((
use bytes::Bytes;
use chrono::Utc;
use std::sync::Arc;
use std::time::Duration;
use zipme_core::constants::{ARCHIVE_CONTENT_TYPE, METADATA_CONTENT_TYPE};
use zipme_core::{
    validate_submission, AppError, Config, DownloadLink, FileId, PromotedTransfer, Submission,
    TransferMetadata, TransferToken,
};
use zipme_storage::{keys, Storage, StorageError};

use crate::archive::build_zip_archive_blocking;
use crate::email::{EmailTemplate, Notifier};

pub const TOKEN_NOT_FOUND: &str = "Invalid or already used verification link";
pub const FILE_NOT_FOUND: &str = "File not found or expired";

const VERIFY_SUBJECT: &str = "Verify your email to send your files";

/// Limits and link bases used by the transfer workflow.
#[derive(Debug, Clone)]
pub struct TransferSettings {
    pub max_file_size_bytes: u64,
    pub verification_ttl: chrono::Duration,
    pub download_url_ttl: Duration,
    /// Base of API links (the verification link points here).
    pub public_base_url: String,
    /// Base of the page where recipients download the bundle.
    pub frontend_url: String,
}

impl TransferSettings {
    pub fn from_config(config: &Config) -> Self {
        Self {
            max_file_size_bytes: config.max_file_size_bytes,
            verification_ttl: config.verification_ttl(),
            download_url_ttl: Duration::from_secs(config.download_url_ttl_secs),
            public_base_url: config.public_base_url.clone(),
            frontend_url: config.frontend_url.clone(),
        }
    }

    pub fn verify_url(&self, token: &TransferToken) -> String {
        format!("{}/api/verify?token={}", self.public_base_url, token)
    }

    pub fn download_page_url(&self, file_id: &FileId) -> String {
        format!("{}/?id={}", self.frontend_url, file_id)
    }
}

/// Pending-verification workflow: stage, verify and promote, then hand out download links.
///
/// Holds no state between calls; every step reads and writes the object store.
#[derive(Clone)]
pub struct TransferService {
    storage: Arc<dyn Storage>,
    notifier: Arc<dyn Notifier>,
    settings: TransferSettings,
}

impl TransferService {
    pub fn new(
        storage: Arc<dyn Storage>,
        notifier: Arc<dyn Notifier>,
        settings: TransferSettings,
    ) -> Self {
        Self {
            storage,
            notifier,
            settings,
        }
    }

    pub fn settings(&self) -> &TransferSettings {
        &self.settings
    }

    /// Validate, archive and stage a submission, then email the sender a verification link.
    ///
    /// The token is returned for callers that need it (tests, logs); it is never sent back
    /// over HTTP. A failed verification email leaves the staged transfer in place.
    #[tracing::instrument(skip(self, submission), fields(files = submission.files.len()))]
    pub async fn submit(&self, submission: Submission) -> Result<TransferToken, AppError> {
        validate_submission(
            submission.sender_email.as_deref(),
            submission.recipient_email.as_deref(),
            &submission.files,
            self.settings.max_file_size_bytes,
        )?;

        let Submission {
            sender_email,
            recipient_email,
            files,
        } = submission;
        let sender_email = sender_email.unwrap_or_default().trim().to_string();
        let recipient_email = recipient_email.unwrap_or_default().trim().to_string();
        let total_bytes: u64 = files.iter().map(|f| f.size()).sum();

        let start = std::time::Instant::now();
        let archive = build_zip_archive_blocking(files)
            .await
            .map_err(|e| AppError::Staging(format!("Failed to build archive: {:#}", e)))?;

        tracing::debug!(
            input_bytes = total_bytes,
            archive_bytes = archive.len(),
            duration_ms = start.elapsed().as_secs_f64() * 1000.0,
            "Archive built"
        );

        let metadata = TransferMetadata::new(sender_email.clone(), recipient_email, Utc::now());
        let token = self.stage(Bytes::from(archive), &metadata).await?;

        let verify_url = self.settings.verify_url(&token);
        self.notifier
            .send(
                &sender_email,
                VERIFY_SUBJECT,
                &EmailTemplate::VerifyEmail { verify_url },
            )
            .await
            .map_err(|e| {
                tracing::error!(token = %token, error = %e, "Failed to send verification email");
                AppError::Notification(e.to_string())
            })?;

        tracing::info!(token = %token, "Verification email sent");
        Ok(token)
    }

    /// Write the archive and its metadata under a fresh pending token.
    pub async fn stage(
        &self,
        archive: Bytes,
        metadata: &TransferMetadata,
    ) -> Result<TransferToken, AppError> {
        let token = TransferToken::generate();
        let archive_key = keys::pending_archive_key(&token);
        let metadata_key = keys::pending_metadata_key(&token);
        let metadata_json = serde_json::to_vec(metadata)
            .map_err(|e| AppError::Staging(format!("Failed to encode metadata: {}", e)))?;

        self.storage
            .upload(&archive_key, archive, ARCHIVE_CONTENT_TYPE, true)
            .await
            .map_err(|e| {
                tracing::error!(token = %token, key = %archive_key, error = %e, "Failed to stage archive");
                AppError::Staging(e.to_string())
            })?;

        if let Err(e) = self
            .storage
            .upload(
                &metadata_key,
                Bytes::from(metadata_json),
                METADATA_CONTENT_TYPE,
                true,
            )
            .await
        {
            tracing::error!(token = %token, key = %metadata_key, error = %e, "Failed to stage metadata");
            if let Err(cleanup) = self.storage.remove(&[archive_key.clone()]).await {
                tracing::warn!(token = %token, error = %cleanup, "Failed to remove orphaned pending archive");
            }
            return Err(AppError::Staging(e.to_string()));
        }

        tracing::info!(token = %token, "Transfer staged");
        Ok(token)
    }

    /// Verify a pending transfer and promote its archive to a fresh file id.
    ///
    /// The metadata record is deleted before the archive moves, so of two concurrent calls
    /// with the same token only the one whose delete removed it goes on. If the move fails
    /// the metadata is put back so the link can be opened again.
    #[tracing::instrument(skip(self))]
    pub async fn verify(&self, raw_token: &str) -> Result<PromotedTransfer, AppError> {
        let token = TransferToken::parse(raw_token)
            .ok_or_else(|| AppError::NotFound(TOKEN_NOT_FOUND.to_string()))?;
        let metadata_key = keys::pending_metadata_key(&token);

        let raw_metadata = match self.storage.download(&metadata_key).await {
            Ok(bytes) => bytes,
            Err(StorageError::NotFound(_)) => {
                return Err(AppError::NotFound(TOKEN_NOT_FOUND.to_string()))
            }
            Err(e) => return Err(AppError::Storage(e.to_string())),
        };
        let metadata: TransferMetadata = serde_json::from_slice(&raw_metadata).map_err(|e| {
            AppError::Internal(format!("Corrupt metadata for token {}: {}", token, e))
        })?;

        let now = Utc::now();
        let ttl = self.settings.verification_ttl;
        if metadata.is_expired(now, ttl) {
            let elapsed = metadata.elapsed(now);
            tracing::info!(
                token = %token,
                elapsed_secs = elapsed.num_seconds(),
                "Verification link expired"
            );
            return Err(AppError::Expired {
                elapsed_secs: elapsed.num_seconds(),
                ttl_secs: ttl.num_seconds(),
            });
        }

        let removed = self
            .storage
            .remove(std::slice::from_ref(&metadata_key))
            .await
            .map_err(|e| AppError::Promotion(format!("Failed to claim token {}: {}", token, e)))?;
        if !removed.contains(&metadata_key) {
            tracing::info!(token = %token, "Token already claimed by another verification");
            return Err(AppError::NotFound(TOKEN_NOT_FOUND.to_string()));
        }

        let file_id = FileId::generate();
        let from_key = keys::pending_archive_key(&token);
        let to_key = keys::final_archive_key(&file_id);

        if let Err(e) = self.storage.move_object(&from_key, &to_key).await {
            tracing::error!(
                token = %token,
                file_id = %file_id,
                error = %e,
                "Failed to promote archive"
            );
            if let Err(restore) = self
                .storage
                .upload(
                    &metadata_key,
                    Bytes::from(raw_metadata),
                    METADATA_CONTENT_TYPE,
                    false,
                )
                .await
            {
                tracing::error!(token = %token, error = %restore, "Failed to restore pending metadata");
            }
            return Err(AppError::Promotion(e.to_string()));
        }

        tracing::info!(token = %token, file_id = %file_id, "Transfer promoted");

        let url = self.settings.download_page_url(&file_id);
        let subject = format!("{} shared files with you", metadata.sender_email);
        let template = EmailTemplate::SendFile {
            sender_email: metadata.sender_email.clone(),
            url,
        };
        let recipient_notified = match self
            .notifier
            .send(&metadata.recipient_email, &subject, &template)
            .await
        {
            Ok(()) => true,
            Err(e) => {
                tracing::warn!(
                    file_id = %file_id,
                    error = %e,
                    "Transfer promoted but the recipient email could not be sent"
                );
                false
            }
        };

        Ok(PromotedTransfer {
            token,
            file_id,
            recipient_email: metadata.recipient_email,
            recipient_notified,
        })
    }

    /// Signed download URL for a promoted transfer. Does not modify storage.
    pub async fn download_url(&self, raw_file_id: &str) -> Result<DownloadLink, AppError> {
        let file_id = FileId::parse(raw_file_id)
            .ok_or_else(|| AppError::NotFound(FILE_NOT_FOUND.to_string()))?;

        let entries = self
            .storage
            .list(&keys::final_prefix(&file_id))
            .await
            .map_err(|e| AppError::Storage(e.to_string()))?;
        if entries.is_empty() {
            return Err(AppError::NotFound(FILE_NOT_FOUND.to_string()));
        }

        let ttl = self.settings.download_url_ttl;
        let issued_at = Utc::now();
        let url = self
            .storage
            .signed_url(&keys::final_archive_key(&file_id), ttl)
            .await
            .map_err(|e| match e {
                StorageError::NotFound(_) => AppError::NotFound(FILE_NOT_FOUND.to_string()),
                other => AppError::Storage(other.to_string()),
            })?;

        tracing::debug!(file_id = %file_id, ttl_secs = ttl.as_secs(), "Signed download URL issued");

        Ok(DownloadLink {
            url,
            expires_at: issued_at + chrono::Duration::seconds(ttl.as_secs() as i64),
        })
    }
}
))
**EXERCISE DETAILS**
The count of lines in the records above holding the word "FileId" should be reported as a number, with nothing added.

**ANSWER TO THIS EXERCISE**
4